As a rule, this is a maximum limit for the interest rate for call money. long term loan the long term credit line (long termkonto) is a limit up to which the Dt. Bank granted to a credit under. grant. long term list is a list of all the securities admitted as collateral for long term loans published in the Federal Gazette and the Dt. Bank under for …
However, the registration of a security in the long term register is not an obligation for Best bank to grant long term loans. long term transactions In the practice of lending, a distinction is made between two forms of long term transactions: – the securities long term, which regulates the lending of existing securities in custody. Bank customers make security loans when they need cash for a while but do not want to sell their securities.
The long term loan, the so-called financed securities acquisition, is granted to the borrower to acquire securities under granted. Collateral acquired with the loan amount also served as collateral for the loan. During the period of the loan, the buyer can not use the collateral While. Because the credit institutions do not fully lend the securities, the borrower must buy some of the collateral with their own funds.

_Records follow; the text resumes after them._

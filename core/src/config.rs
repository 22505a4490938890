//! Index schema and term-weighting configuration.
//!
//! Both are plain serde structs so binaries can read them from JSON and
//! snapshots can carry them. Validation happens once, when a
//! [`SearchIndex`](crate::SearchIndex) or an analyzer is built from them.

use crate::error::{RankError, Result};
use serde::{Deserialize, Serialize};
use std::collections::{BTreeMap, BTreeSet};

/// Splits on anything that is not a letter or a digit.
pub const DEFAULT_TOKEN_PATTERN: &str = r"(?u)[\p{L}\p{N}]+";

/// Boost used for text fields without an explicit override.
pub const DEFAULT_BOOST: f32 = 1.0;

#[derive(Debug, Clone, PartialEq, Default, Serialize, Deserialize)]
#[serde(rename_all = "snake_case")]
pub enum StopWords {
    #[default]
    None,
    English,
    List(Vec<String>),
}

/// Document-frequency threshold, either an absolute document count or a
/// fraction of the fitted corpus. In JSON: `{"count": 2}` or `{"ratio": 0.8}`.
#[derive(Debug, Clone, Copy, PartialEq, Serialize, Deserialize)]
#[serde(rename_all = "snake_case")]
pub enum DocFreq {
    Count(usize),
    Ratio(f64),
}

impl DocFreq {
    fn validate(&self, name: &str) -> Result<()> {
        match *self {
            DocFreq::Count(_) => Ok(()),
            DocFreq::Ratio(r) if (0.0..=1.0).contains(&r) => Ok(()),
            DocFreq::Ratio(r) => Err(RankError::Config(format!("{name} ratio {r} outside [0, 1]"))),
        }
    }

    /// Resolve to an absolute document count against a corpus of `n_docs`.
    pub fn resolve(&self, n_docs: usize) -> usize {
        match *self {
            DocFreq::Count(c) => c,
            DocFreq::Ratio(r) => (r * n_docs as f64).floor() as usize,
        }
    }

    /// Like [`resolve`](Self::resolve), but a ratio rounds up so a lower
    /// bound never admits terms below the requested fraction.
    pub fn resolve_min(&self, n_docs: usize) -> usize {
        match *self {
            DocFreq::Count(c) => c,
            DocFreq::Ratio(r) => (r * n_docs as f64).ceil() as usize,
        }
    }
}

#[derive(Debug, Clone, Copy, PartialEq, Eq, Default, Serialize, Deserialize)]
#[serde(rename_all = "snake_case")]
pub enum IdfMode {
    /// ln((1 + N) / (1 + df)) + 1: never below 1, so a term present in
    /// every document still matches.
    #[default]
    Smooth,
    /// ln(N / df): zero for a term present in every document.
    Standard,
    /// ln(1 + N / df)
    Smoothed,
}

#[derive(Debug, Clone, PartialEq, Serialize, Deserialize)]
#[serde(default)]
pub struct WeightingConfig {
    pub token_pattern: String,
    pub lowercase: bool,
    pub strip_accents: bool,
    pub stem: bool,
    pub stop_words: StopWords,
    pub ngram_range: (usize, usize),
    pub min_df: DocFreq,
    pub max_df: DocFreq,
    pub max_features: Option<usize>,
    pub sublinear_tf: bool,
    pub idf: IdfMode,
}

impl Default for WeightingConfig {
    fn default() -> Self {
        Self {
            token_pattern: DEFAULT_TOKEN_PATTERN.to_string(),
            lowercase: true,
            strip_accents: false,
            stem: false,
            stop_words: StopWords::None,
            ngram_range: (1, 1),
            min_df: DocFreq::Count(1),
            max_df: DocFreq::Ratio(1.0),
            max_features: None,
            sublinear_tf: false,
            idf: IdfMode::Smooth,
        }
    }
}

impl WeightingConfig {
    pub fn validate(&self) -> Result<()> {
        let (lo, hi) = self.ngram_range;
        if lo == 0 || lo > hi {
            return Err(RankError::Config(format!("invalid ngram_range ({lo}, {hi})")));
        }
        self.min_df.validate("min_df")?;
        self.max_df.validate("max_df")?;
        if self.max_features == Some(0) {
            return Err(RankError::Config("max_features must be positive".into()));
        }
        Ok(())
    }
}

/// Field classification, boosts and weighting options, fixed when an index is created.
#[derive(Debug, Clone, PartialEq, Default, Serialize, Deserialize)]
#[serde(default)]
pub struct IndexSchema {
    pub text_fields: Vec<String>,
    pub keyword_fields: Vec<String>,
    pub boosts: BTreeMap<String, f32>,
    pub weighting: WeightingConfig,
}

impl IndexSchema {
    pub fn new<T, K>(text_fields: T, keyword_fields: K) -> Self
    where
        T: IntoIterator,
        T::Item: Into<String>,
        K: IntoIterator,
        K::Item: Into<String>,
    {
        Self {
            text_fields: text_fields.into_iter().map(Into::into).collect(),
            keyword_fields: keyword_fields.into_iter().map(Into::into).collect(),
            ..Self::default()
        }
    }

    pub fn with_boost(mut self, field: impl Into<String>, boost: f32) -> Self {
        self.boosts.insert(field.into(), boost);
        self
    }

    pub fn with_weighting(mut self, weighting: WeightingConfig) -> Self {
        self.weighting = weighting;
        self
    }

    pub fn boost(&self, field: &str) -> f32 {
        self.boosts.get(field).copied().unwrap_or(DEFAULT_BOOST)
    }

    pub fn validate(&self) -> Result<()> {
        let mut seen = BTreeSet::new();
        for field in self.text_fields.iter().chain(self.keyword_fields.iter()) {
            if field.is_empty() {
                return Err(RankError::Config("field names must not be empty".into()));
            }
            if !seen.insert(field.as_str()) {
                return Err(RankError::Config(format!(
                    "field '{field}' listed more than once; text and keyword fields must be disjoint"
                )));
            }
        }
        for (field, boost) in &self.boosts {
            if !self.text_fields.contains(field) {
                return Err(RankError::Config(format!("boost given for '{field}', which is not a text field")));
            }
            if !boost.is_finite() || *boost <= 0.0 {
                return Err(RankError::Config(format!("boost for '{field}' must be positive, got {boost}")));
            }
        }
        self.weighting.validate()
    }
}

/// Parse a `field=factor` boost argument.
pub fn parse_boost(arg: &str) -> Result<(String, f32)> {
    let (field, factor) = arg
        .split_once('=')
        .ok_or_else(|| RankError::InvalidArgument(format!("expected field=factor, got '{arg}'")))?;
    let factor: f32 = factor
        .trim()
        .parse()
        .map_err(|_| RankError::InvalidArgument(format!("boost factor '{factor}' is not a number")))?;
    Ok((field.trim().to_string(), factor))
}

Comparable to a normal loan
The long term loan “right” is almost comparable to a normal loan. It is a short-term fixed-term document, fixed amount and fixed rate linked to the pledging of securities / other movable property and rights. A long term loan has a duration of a few days to three months in practice.
The long term loan plays an important role in the refinancing of institutions, since institutions were able to obtain funds from the Best bank with this instrument. However, this form of long term loan in the practice of banking barely. More common is the “real” long term loan, a pledge-secured current account loan of rights or movables.
Here the usefulness of the pledged items has a special relevance, since the creditworthiness of the borrower occupies a significantly smaller role in the granting of a long-distance loan. As a rule, collateral is pledged to be tradable on today’s conventional long-term loans, since these documents ensure rapid usability and price planning is also conceivable. the long term loan is a medium term loan and can be extended as the long term loan.